======== SOURCE DATA
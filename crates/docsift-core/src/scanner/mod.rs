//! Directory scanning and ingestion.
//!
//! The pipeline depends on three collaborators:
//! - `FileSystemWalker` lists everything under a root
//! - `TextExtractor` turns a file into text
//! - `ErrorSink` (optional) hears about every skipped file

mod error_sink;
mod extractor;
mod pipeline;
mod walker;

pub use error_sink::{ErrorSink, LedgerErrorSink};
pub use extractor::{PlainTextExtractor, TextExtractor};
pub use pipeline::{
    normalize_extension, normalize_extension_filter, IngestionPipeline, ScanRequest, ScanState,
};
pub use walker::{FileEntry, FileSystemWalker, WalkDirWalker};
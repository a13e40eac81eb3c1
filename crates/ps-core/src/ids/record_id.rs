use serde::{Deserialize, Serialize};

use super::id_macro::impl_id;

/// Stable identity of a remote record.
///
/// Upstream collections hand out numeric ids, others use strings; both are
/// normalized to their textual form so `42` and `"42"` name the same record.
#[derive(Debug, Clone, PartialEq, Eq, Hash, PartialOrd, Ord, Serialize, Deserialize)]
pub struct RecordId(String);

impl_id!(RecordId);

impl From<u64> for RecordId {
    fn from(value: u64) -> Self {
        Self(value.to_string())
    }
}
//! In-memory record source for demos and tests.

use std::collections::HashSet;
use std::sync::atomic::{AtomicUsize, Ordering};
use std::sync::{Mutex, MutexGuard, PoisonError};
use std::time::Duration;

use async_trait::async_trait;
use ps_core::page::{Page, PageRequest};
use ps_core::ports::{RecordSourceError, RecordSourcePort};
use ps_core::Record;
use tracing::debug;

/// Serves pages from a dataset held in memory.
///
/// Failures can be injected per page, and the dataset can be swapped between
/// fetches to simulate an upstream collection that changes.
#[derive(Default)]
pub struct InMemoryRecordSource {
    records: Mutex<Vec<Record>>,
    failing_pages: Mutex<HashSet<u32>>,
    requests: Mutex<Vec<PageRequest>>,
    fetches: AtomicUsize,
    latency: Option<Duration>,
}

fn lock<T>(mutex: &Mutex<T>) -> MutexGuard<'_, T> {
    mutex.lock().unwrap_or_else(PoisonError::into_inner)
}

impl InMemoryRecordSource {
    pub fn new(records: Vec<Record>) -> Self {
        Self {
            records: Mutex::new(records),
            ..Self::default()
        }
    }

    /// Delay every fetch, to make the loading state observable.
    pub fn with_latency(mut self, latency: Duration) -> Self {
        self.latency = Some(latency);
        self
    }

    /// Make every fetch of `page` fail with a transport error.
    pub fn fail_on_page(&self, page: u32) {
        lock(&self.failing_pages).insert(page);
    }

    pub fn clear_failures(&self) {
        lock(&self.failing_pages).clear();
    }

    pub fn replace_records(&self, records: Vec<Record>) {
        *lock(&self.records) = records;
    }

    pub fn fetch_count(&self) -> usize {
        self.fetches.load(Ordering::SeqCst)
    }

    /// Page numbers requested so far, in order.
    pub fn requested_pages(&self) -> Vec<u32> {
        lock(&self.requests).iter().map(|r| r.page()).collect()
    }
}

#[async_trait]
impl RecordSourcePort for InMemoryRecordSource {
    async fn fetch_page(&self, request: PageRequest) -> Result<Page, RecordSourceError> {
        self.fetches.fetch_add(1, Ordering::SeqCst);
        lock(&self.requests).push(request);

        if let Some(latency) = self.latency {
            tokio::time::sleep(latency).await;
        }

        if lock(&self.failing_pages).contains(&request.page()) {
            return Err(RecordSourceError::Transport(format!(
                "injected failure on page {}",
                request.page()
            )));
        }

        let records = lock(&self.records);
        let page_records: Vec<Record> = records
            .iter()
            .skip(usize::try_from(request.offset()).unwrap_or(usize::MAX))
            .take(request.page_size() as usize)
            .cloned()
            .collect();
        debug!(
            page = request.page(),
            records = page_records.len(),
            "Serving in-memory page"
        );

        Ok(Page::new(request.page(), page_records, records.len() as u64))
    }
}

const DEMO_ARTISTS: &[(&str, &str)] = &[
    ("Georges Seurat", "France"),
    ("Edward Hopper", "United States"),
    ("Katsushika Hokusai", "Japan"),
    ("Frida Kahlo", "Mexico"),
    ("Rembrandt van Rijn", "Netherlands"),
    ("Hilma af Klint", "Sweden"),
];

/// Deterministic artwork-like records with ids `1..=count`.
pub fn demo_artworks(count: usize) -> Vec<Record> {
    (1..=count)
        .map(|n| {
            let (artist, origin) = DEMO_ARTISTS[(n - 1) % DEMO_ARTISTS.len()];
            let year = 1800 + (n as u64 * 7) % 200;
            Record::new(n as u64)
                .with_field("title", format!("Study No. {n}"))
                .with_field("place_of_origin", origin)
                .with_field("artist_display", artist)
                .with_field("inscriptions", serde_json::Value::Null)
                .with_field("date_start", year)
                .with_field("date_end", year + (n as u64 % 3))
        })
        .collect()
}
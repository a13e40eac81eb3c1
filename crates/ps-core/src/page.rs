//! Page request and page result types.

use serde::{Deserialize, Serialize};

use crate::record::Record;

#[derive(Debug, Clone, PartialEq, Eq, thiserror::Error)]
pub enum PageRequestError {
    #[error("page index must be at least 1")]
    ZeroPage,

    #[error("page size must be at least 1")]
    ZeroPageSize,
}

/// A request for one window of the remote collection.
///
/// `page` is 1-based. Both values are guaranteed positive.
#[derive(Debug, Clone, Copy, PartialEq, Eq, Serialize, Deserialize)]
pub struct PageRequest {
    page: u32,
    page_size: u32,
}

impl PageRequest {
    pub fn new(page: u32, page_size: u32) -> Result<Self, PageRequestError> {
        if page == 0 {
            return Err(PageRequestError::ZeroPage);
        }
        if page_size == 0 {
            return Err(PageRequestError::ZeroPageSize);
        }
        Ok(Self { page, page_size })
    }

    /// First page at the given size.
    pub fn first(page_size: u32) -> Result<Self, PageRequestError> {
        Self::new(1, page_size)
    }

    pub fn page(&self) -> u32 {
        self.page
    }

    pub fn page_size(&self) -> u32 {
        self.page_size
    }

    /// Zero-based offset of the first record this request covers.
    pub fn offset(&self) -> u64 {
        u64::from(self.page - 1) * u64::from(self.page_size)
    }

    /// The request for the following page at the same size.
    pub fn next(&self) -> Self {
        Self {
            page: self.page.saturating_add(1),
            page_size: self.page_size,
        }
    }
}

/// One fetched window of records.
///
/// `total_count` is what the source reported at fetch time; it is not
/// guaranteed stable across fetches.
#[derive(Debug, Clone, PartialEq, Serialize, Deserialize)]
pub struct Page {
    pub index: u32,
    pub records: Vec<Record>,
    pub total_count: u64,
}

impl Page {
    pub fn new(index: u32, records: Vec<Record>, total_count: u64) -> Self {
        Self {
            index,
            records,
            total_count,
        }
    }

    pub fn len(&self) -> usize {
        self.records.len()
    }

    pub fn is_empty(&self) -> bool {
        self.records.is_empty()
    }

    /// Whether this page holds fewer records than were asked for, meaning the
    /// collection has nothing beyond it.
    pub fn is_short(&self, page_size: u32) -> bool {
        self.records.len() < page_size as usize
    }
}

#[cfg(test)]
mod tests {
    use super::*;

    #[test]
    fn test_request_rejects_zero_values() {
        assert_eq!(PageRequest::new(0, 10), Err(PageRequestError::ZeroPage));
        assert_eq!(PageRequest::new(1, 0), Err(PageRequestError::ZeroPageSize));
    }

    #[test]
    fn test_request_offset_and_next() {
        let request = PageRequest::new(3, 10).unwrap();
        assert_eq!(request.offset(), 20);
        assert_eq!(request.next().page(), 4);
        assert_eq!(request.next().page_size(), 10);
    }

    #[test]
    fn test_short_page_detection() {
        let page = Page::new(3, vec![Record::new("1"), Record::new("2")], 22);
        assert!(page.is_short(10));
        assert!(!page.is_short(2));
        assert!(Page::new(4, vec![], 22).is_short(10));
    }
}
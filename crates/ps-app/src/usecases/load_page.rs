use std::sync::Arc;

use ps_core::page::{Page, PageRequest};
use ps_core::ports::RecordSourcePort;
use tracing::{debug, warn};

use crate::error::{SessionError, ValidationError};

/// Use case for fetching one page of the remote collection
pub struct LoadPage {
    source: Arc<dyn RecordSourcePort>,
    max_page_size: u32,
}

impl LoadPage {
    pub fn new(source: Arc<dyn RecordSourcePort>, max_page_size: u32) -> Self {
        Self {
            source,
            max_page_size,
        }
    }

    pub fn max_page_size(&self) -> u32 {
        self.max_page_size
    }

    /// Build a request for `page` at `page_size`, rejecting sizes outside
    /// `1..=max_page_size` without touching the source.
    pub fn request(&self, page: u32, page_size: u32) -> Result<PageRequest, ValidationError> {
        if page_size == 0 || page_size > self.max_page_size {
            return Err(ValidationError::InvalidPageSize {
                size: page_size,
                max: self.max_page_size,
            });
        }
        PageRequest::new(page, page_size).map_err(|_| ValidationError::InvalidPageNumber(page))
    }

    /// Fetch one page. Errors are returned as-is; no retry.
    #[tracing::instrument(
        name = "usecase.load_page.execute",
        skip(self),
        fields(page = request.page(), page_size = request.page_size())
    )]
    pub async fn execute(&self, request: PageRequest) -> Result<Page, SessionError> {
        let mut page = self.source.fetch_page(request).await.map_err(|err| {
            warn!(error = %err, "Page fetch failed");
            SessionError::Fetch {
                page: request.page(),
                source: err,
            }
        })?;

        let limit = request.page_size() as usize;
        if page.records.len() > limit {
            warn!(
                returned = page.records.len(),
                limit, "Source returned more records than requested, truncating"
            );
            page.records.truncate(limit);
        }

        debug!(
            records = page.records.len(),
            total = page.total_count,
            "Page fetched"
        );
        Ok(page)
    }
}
================
#### EXERCISE PROMPT
Look through the entries above and quote exactly the lines from the line with "self.records.is_empty()" to the line with "use super::*;", counting both of those lines.

#### TASK RESULT
        self.records.is_empty()
    }

    /// Whether this page holds fewer records than were asked for, meaning the
    /// collection has nothing beyond it.
    pub fn is_short(&self, page_size: u32) -> bool {
        self.records.len() < page_size as usize
    }
}

#[cfg(test)]
mod tests {
    use super::*;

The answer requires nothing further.